Renal clearance of unchanged drug makes the overwhelming contribution to the elimination of fluconazole (approximately 80%) [4]. The lower clearance of fluconazole in HIV seropositive people indicates that renal elimination is decreased with HIV infection and that as immunosuppression progresses, renal elimination is further compromised. Importantly, in all HIV seropostive subjects in our previous pharmacokinetic study [1], the predicted creatinine clearance, calculated from the serum concentration of creatinine using a standard nomogram including age, weight and sex [5] was within the normal range and did not suggest that the renal handling of fluconazole would be impaired. A number of researchers have found that available nomograms overestimate the measured creatinine clearance in people with HIV [6–8].

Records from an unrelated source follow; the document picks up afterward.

//! Transfer engine - streams one remote resource to a local artifact
//!
//! Key principles:
//! - The destination is only created once the server answered successfully
//! - Writes happen in slices of at most `chunk_size` bytes
//! - Every slice goes through the task's [`RateLimiter`]
//! - Progress is reported on percentage boundaries, never per chunk
//! - Partial files are left for the caller to clean up

use crate::engine::fetcher::Fetcher;
use crate::engine::rate_limiter::RateLimiter;
use crate::error::FetchError;
use futures::StreamExt;
use std::path::Path;
use std::sync::Arc;
use std::time::Duration;
use tokio::fs::File;
use tokio::io::AsyncWriteExt;
use tracing::{debug, info};

/// Progress reported to the caller
#[derive(Debug, Clone, Copy, PartialEq)]
pub struct Progress {
    /// Fraction complete in `[0, 1]`, `None` when the size is unknown
    pub fraction: Option<f64>,
    pub downloaded: u64,
    pub total: Option<u64>,
    /// Observed bytes per second
    pub rate: u64,
}

/// How often progress is reported when the total size is unknown
const UNKNOWN_SIZE_REPORT_INTERVAL: Duration = Duration::from_secs(1);

/// Streaming downloader with rate shaping
#[derive(Clone)]
pub struct TransferEngine {
    fetcher: Arc<dyn Fetcher>,
    chunk_size: usize,
    progress_step_percent: u8,
}

impl TransferEngine {
    pub fn new(fetcher: Arc<dyn Fetcher>, chunk_size: usize, progress_step_percent: u8) -> Self {
        Self {
            fetcher,
            chunk_size: chunk_size.max(1),
            progress_step_percent: progress_step_percent.clamp(1, 100),
        }
    }

    /// Download `url` into `destination`, returning the number of bytes written.
    pub async fn download<F>(
        &self,
        url: &str,
        destination: &Path,
        limiter: &mut RateLimiter,
        on_progress: F,
    ) -> Result<u64, FetchError>
    where
        F: Fn(Progress) + Send + Sync,
    {
        let response = self.fetcher.open(url).await?;
        let total = response.total_bytes;
        let mut stream = response.body;

        let mut file = File::create(destination).await?;
        info!(
            "Downloading {} -> {} ({:?} bytes, limit {} B/s)",
            url,
            destination.display(),
            total,
            limiter.current_limit()
        );

        let step = u64::from(self.progress_step_percent);
        let mut downloaded: u64 = 0;
        let mut next_percent = step;
        let mut last_report = limiter.clock().now();

        while let Some(chunk_result) = stream.next().await {
            let mut chunk = chunk_result?;

            while !chunk.is_empty() {
                let slice = chunk.split_to(self.chunk_size.min(chunk.len()));
                let slice_len = slice.len() as u64;

                file.write_all(&slice).await?;
                downloaded += slice_len;

                limiter.consume(slice_len).await;

                let report = match total {
                    Some(total) if total > 0 => {
                        let percent = downloaded.saturating_mul(100) / total;
                        if percent >= next_percent {
                            next_percent = (percent / step + 1) * step;
                            true
                        } else {
                            false
                        }
                    }
                    _ => {
                        let now = limiter.clock().now();
                        if now.saturating_sub(last_report) >= UNKNOWN_SIZE_REPORT_INTERVAL {
                            last_report = now;
                            true
                        } else {
                            false
                        }
                    }
                };

                if report {
                    on_progress(progress(downloaded, total, limiter.observed_rate()));
                }
            }
        }

        file.flush().await?;
        file.sync_all().await?;

        if let Some(expected) = total {
            if downloaded < expected {
                return Err(FetchError::Truncated {
                    expected,
                    received: downloaded,
                });
            }
        }

        // Final report, unless the last boundary already said 100%
        if next_percent <= 100 || total.map_or(true, |t| t == 0) {
            on_progress(progress(downloaded, total, limiter.observed_rate()));
        }

        debug!("Finished {} ({} bytes)", url, downloaded);
        Ok(downloaded)
    }
}

fn progress(downloaded: u64, total: Option<u64>, rate: u64) -> Progress {
    let fraction = match total {
        Some(total) if total > 0 => Some((downloaded as f64 / total as f64).min(1.0)),
        Some(_) => Some(1.0),
        None => None,
    };
    Progress {
        fraction,
        downloaded,
        total,
        rate,
    }
}
//! Output formatting utilities

use serde::Serialize;

/// Print a value as pretty JSON
pub fn print_json<T: Serialize + ?Sized>(value: &T) -> anyhow::Result<()> {
    println!("{}", serde_json::to_string_pretty(value)?);
    Ok(())
}

/// Format bytes as human-readable
pub fn format_bytes(bytes: u64) -> String {
    human_bytes::human_bytes(bytes as f64)
}

/// Format speed as human-readable, `Unlimited` for 0
pub fn format_speed(bytes_per_sec: u64) -> String {
    if bytes_per_sec == 0 {
        return "Unlimited".to_string();
    }
    format!("{}/s", human_bytes::human_bytes(bytes_per_sec as f64))
}

/// Shorten `text` to `max` characters with a trailing ellipsis
pub fn ellipsize(text: &str, max: usize) -> String {
    if text.chars().count() <= max {
        return text.to_string();
    }
    let kept: String = text.chars().take(max.saturating_sub(3)).collect();
    format!("{}...", kept)
}

#[cfg(test)]
mod tests {
    use super::*;

    #[test]
    fn test_format_speed() {
        assert_eq!(format_speed(0), "Unlimited");
        assert!(format_speed(2048).ends_with("/s"));
    }

    #[test]
    fn test_ellipsize() {
        assert_eq!(ellipsize("short.txt", 30), "short.txt");
        assert_eq!(ellipsize("abcdefghij", 8), "abcde...");
        assert_eq!(ellipsize("ééééé", 4), "é...");
    }
}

Therefore methods which can predict renal drug handling better than the classical estimation of creatinine clearance are needed to predict accurately dosage requirements. Ideally to study renal drug handling all mechanisms contributing to the renal excreton of therapeutic drugs should be characterized, i.e. glomerular filtration, tubular secretion and tubular reabsorption [9].

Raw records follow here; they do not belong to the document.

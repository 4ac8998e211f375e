//! Storage layer for settings (JSON file in the data directory)

use crate::error::RelayError;
use linkrelay_types::Settings;
use std::path::{Path, PathBuf};
use tokio::fs;
use tracing::warn;

const SETTINGS_FILE: &str = "settings.json";

/// Storage manager for linkrelay data
#[derive(Clone, Debug)]
pub struct Storage {
    /// Data directory
    data_dir: PathBuf,
}

impl Storage {
    /// Create a new storage instance
    pub async fn new(data_dir: PathBuf) -> Result<Self, RelayError> {
        fs::create_dir_all(&data_dir).await?;
        Ok(Self { data_dir })
    }

    pub fn data_dir(&self) -> &Path {
        &self.data_dir
    }

    pub fn settings_path(&self) -> PathBuf {
        self.data_dir.join(SETTINGS_FILE)
    }

    /// Path of the transfer history database
    pub fn history_path(&self) -> PathBuf {
        self.data_dir.join("history.db")
    }

    /// Load settings, falling back to defaults when the file is missing
    pub async fn load_settings(&self) -> Result<Settings, RelayError> {
        let path = self.settings_path();

        let content = match fs::read_to_string(&path).await {
            Ok(content) => content,
            Err(e) if e.kind() == std::io::ErrorKind::NotFound => return Ok(Settings::default()),
            Err(e) => return Err(e.into()),
        };

        serde_json::from_str(&content).map_err(|e| {
            warn!("Invalid settings in {}: {}", path.display(), e);
            RelayError::Serialization(e.to_string())
        })
    }

    pub async fn save_settings(&self, settings: &Settings) -> Result<(), RelayError> {
        let content = serde_json::to_string_pretty(settings)
            .map_err(|e| RelayError::Serialization(e.to_string()))?;

        // Write then rename so a crash never leaves half a file
        let tmp = self.data_dir.join(format!("{}.tmp", SETTINGS_FILE));
        fs::write(&tmp, content).await?;
        fs::rename(&tmp, self.settings_path()).await?;

        Ok(())
    }

    /// Delete the settings file so defaults apply again
    pub async fn reset_settings(&self) -> Result<(), RelayError> {
        match fs::remove_file(self.settings_path()).await {
            Ok(()) => Ok(()),
            Err(e) if e.kind() == std::io::ErrorKind::NotFound => Ok(()),
            Err(e) => Err(e.into()),
        }
    }
}

#[cfg(test)]
mod tests {
    use super::*;

    #[tokio::test]
    async fn test_missing_file_yields_defaults() {
        let dir = tempfile::tempdir().unwrap();
        let storage = Storage::new(dir.path().join("data")).await.unwrap();

        let settings = storage.load_settings().await.unwrap();
        assert_eq!(settings.max_concurrent_per_user, 2);
        assert_eq!(settings.user_rate_limit, 5 * 1024 * 1024);
    }

    #[tokio::test]
    async fn test_save_load_reset() {
        let dir = tempfile::tempdir().unwrap();
        let storage = Storage::new(dir.path().to_path_buf()).await.unwrap();

        let mut settings = Settings::default();
        settings.max_concurrent_per_user = 4;
        settings.drive.token_file = Some(PathBuf::from("/tmp/token.json"));
        storage.save_settings(&settings).await.unwrap();

        let loaded = storage.load_settings().await.unwrap();
        assert_eq!(loaded.max_concurrent_per_user, 4);
        assert_eq!(loaded.drive.token_file, Some(PathBuf::from("/tmp/token.json")));

        tokio_test::assert_ok!(storage.reset_settings().await);
        // Resetting twice is fine
        tokio_test::assert_ok!(storage.reset_settings().await);
        assert_eq!(storage.load_settings().await.unwrap().max_concurrent_per_user, 2);
    }

    #[tokio::test]
    async fn test_partial_file_keeps_other_defaults() {
        let dir = tempfile::tempdir().unwrap();
        let storage = Storage::new(dir.path().to_path_buf()).await.unwrap();
        std::fs::write(storage.settings_path(), r#"{"user_rate_limit": 0}"#).unwrap();

        let settings = storage.load_settings().await.unwrap();
        assert_eq!(settings.user_rate_limit, 0);
        assert_eq!(settings.worker_pool_size, 10);
    }

    #[tokio::test]
    async fn test_invalid_file_is_an_error() {
        let dir = tempfile::tempdir().unwrap();
        let storage = Storage::new(dir.path().to_path_buf()).await.unwrap();
        std::fs::write(storage.settings_path(), "{ nope").unwrap();

        assert!(matches!(
            storage.load_settings().await,
            Err(RelayError::Serialization(_))
        ));
    }
}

The present study has coadministered markers for each of these renal elimination processes: sinistrin, a compound closely related to inulin, to measure glomerular filtration [10, 11], p-aminohippurate sodium (PAH) to measure renal plasma flow and net tubular anion secretion [12–14], pindolol (as a racemic mixture) to measure net tubular cation secretion [15, 16] and fluconazole as an indicator of reabsorption [4]. It is a requirement for using such a cocktail of markers that they be safe and that the components should not interact. This study has been performed in healthy subjects with normal renal function to quantify each of these pathways and to ascertain whether it is possible to administer these markers concomitantly without altering the pharmacokinetics, in particular the renal clearance, of any individual compound.

Fluconazole (F): 100 mg capsule (Diflucan^R, Pfizer, Sydney, Australia) orally.

Markers (M): Sinistrin 2500 mg (Inutest^R, Laevosan, Linz, Austria) administered as a slow intravenous injection over 30 s followed by PAH 440 mg (Aminohippurate Sodium USP; Merck, Sharp and Dohme, West Point, PA, USA) administered as a slow bolus injection over 1 min and rac-pindolol 15 mg (Visken^R, Sandoz, Australia, i.e. 7.5 mg of each pindolol enantiomer) orally. This combination has previously been shown not to interact [17, 18].

Markers and Fluconazole (F + M): Fluconazole 100 mg orally plus PAH 440 mg intravenously, sinistrin 2500 mg intravenously and rac-pindolol 15 mg orally as described above.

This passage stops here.